As you may have gathered from various television dramas, medical residents work insane hours. A typical shift “on call” often means 30 straight hours on duty at the hospital, mostly spent on the time-intensive process of admitting new patients. People outside the medical profession often ask why such marathon shifts are necessary, and express surprise when limitations on resident work hours are met with resistance from those very residents. The answer lies in the process that occurs at the end of that shift, a process that becomes more frequent every time resident hours are restricted: hand-offs.
In an ideal hand-off, the end-of-shift resident meets with a fresh resident just starting their workday and relays any information they think the new resident might need about patients admitted overnight. That description stresses the word “ideal” – hospitals are not the quietest environment, and distractions and general mayhem can reduce the hand-off process to a few rushed minutes or eliminate it altogether. Thus, important information about how the new resident should deal with any urgent medical issues that should arise in unfamiliar patients can be poorly communicated, or lost entirely.
Thus, limiting resident work hours may lead to fresher residents, but the miscommunication inherent in increased hand-offs are a consequence of those restrictions, said Vineet Arora, an assistant professor of medicine at the University of Chicago Medical Center who researches patient hand-offs.
“You could have concerns about either a tired physician who knows the patient or a well-rested physician that may not know the patient,” Arora said. “The trade-off is between fatigue and familiarity.”
Just how steep a trade-off that can be was revealed by Arora’s latest paper, part of a collaboration with Boaz Keysar, professor of psychology and an expert on communication. Published this month in the journal Pediatrics, the study examined just how much information is successfully passed between pediatric interns (first-year residents) during hand-offs at Comer Children’s Hospital. After the hand-off, each intern was asked separately what they thought were the most important pieces of information passed along about each patient, the rationale for those decisions, and a rating of how they thought the hand-off went.

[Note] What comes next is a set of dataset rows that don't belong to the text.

//! Backend change-feed contract and an in-process implementation.
//!
//! A subscription is one realtime channel watching one horoscope table,
//! filtered server-side to rows owned by one user. Events arrive on an mpsc
//! receiver; the handle closes the channel.

use std::collections::HashSet;
use std::sync::{Arc, Mutex};

use async_trait::async_trait;
use serde_json::Value;
use tokio::sync::mpsc;
use tracing::debug;

use horo_types::{
    identity::Identity,
    resource::{ChangeOperation, FeedEvent, ResourceClass},
};

use crate::error::{RelayError, Result};

const SCHEMA: &str = "public";

#[derive(Debug, Clone, PartialEq, Eq)]
pub struct SubscriptionRequest {
    pub resource: ResourceClass,
    pub channel: String,
    pub schema: String,
    pub table: String,
    pub owner: Identity,
    /// Server-side row filter, e.g. `user_id=eq.<id>`.
    pub filter: String,
}

impl SubscriptionRequest {
    pub fn for_owner(resource: ResourceClass, owner: &Identity) -> Self {
        Self {
            resource,
            channel: resource.channel_name(),
            schema: SCHEMA.to_string(),
            table: resource.table().to_string(),
            owner: owner.clone(),
            filter: format!("user_id=eq.{owner}"),
        }
    }
}

/// Closes one open subscription.
pub trait FeedHandle: Send {
    fn close(&mut self);
}

pub struct FeedSubscription {
    pub handle: Box<dyn FeedHandle>,
    pub events: mpsc::UnboundedReceiver<FeedEvent>,
}

#[async_trait]
pub trait ChangeFeed: Send + Sync {
    async fn subscribe(&self, request: SubscriptionRequest) -> Result<FeedSubscription>;
}

// ─── In-process feed ──────────────────────────────────────────────────────────

#[derive(Debug, Clone, PartialEq, Eq)]
pub enum FeedLogEntry {
    Opened { table: String, owner: Identity },
    Closed { table: String, owner: Identity },
}

struct Slot {
    request: SubscriptionRequest,
    sender: Option<mpsc::UnboundedSender<FeedEvent>>,
    close_calls: usize,
}

#[derive(Default)]
struct FeedState {
    slots: Vec<Slot>,
    log: Vec<FeedLogEntry>,
    fail_next: HashSet<ResourceClass>,
}

/// Change feed living in the same process. Used by the CLI simulation and
/// by tests; keeps an ordered open/close log.
#[derive(Clone, Default)]
pub struct MemoryFeed {
    state: Arc<Mutex<FeedState>>,
}

impl MemoryFeed {
    pub fn new() -> Self {
        Self::default()
    }

    /// Make the next subscribe call for `resource` fail with a transport error.
    pub fn fail_next(&self, resource: ResourceClass) {
        self.state.lock().unwrap().fail_next.insert(resource);
    }

    /// Push a row change to every open subscription matching the table and
    /// owner. Returns how many subscriptions received it.
    pub fn publish(
        &self,
        resource: ResourceClass,
        owner: &Identity,
        operation: ChangeOperation,
        payload: Value,
    ) -> usize {
        let state = self.state.lock().unwrap();
        let mut delivered = 0;
        for slot in &state.slots {
            if slot.request.resource != resource || &slot.request.owner != owner {
                continue;
            }
            if let Some(sender) = &slot.sender {
                let event = FeedEvent {
                    operation,
                    payload: payload.clone(),
                };
                if sender.send(event).is_ok() {
                    delivered += 1;
                }
            }
        }
        delivered
    }

    /// Currently open subscriptions as (class, owner) pairs.
    pub fn open_subscriptions(&self) -> Vec<(ResourceClass, Identity)> {
        self.state
            .lock()
            .unwrap()
            .slots
            .iter()
            .filter(|slot| slot.sender.is_some())
            .map(|slot| (slot.request.resource, slot.request.owner.clone()))
            .collect()
    }

    /// Every request ever accepted, in order.
    pub fn requests(&self) -> Vec<SubscriptionRequest> {
        self.state
            .lock()
            .unwrap()
            .slots
            .iter()
            .map(|slot| slot.request.clone())
            .collect()
    }

    /// How many times `close()` was called on each handle, in open order.
    pub fn close_counts(&self) -> Vec<usize> {
        self.state
            .lock()
            .unwrap()
            .slots
            .iter()
            .map(|slot| slot.close_calls)
            .collect()
    }

    pub fn log(&self) -> Vec<FeedLogEntry> {
        self.state.lock().unwrap().log.clone()
    }
}

#[async_trait]
impl ChangeFeed for MemoryFeed {
    async fn subscribe(&self, request: SubscriptionRequest) -> Result<FeedSubscription> {
        let mut state = self.state.lock().unwrap();
        if state.fail_next.remove(&request.resource) {
            return Err(RelayError::SubscribeFailed {
                table: request.table,
                reason: "channel error".to_string(),
            });
        }

        let (tx, rx) = mpsc::unbounded_channel();
        state.log.push(FeedLogEntry::Opened {
            table: request.table.clone(),
            owner: request.owner.clone(),
        });
        debug!(channel = %request.channel, filter = %request.filter, "Channel joined");
        state.slots.push(Slot {
            request,
            sender: Some(tx),
            close_calls: 0,
        });
        let index = state.slots.len() - 1;

        Ok(FeedSubscription {
            handle: Box::new(MemoryHandle {
                index,
                state: Arc::clone(&self.state),
            }),
            events: rx,
        })
    }
}

struct MemoryHandle {
    index: usize,
    state: Arc<Mutex<FeedState>>,
}

impl FeedHandle for MemoryHandle {
    fn close(&mut self) {
        let mut state = self.state.lock().unwrap();
        let slot = &mut state.slots[self.index];
        slot.close_calls += 1;
        if slot.sender.take().is_some() {
            let entry = FeedLogEntry::Closed {
                table: slot.request.table.clone(),
                owner: slot.request.owner.clone(),
            };
            state.log.push(entry);
        }
    }
}
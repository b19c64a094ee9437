//! Light/dark theme preference, persisted in a key-value store.

use std::sync::{Arc, RwLock};

use tracing::{error, warn};

use horo_types::theme::Theme;

use crate::error::Result;
use crate::store::KeyValueStore;

pub const THEME_STORAGE_KEY: &str = "@theme";

pub struct ThemeProvider {
    store: Arc<dyn KeyValueStore>,
    current: RwLock<Theme>,
}

impl ThemeProvider {
    /// Read the saved theme. Missing or unreadable values fall back to light.
    pub fn load(store: Arc<dyn KeyValueStore>) -> Self {
        let theme = match store.get(THEME_STORAGE_KEY) {
            Ok(Some(saved)) => saved.parse().unwrap_or_else(|e| {
                warn!("Ignoring saved theme: {e}");
                Theme::default()
            }),
            Ok(None) => Theme::default(),
            Err(e) => {
                error!("Error loading theme: {e}");
                Theme::default()
            }
        };
        Self {
            store,
            current: RwLock::new(theme),
        }
    }

    pub fn current(&self) -> Theme {
        *self.current.read().unwrap()
    }

    /// Flip the theme. The in-memory value only changes once the new value
    /// has been persisted.
    pub fn toggle(&self) -> Result<Theme> {
        let mut current = self.current.write().unwrap();
        let next = current.toggled();
        if let Err(e) = self.store.set(THEME_STORAGE_KEY, &next.to_string()) {
            error!("Error saving theme: {e}");
            return Err(e);
        }
        *current = next;
        Ok(next)
    }
}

The results were worrisome, particularly given that hand-off conditions at Comer, with a distraction-free room provided for physicians to discuss patients as shifts change over, far exceed those found at most hospitals. Even in those optimal conditions, Arora and Keysar (with Vivian Chang, and Shiri Lev-Ari, and Michael D’Arcy) found that what the end-of-shift intern judged as the most important piece of information was not successfully communicated to the new intern more than half the time. The rationale for that information – such as why a patient is on a particular antibiotic – also slipped through the cracks in the majority of cases, with the two interns disagreeing on the rationale in 60 percent of the interviews.
And to pile on the worry, interns rated their hand-offs as high-quality, even while miscommunication was rampant. That disconnect between what a person thinks they’re communicating and what they’re actually getting across to the listener is a common phenomenon, Keysar said.
“You would imagine the kind of miscommunication we discover elsewhere actually might be reduced when the stakes are high in a clinical setting, because it matters so much,” Keysar said. “But the opposite is true, which I think is counter-intuitive and important to know.”
So let’s ban hand-offs, right? Well, unless medical schools begin training their students to go for weeks without sleep, that’s not going to happen. A slightly easier solution would be for med schools to spend more time training future doctors how to conduct a successful hand-off. But it remains unclear what would make for better hand-off communication, Arora and Keysar said. One trick that seemed to work in their study: to-do items and if-then advice that explicitly give the incoming intern instruction about what to do with a patient should action be required.
“We called it anticipatory guidance. You would say, if the following happens, if this patient does this, I need you to do the following,” Arora said. “Those items are more likely to be recalled than knowledge items, than ‘Mrs. Smith had a chest x-ray today and this is what it showed.'”
The importance of information beyond the details is a reason why the communication issues of hand-offs will not be solved with technology, Arora said. Though many hospitals are now equipped with electronic medical records that allow physicians instant access to patient information, hand-offs confer the somewhat intangible ability to act quickly upon that information if the patient’s status changes.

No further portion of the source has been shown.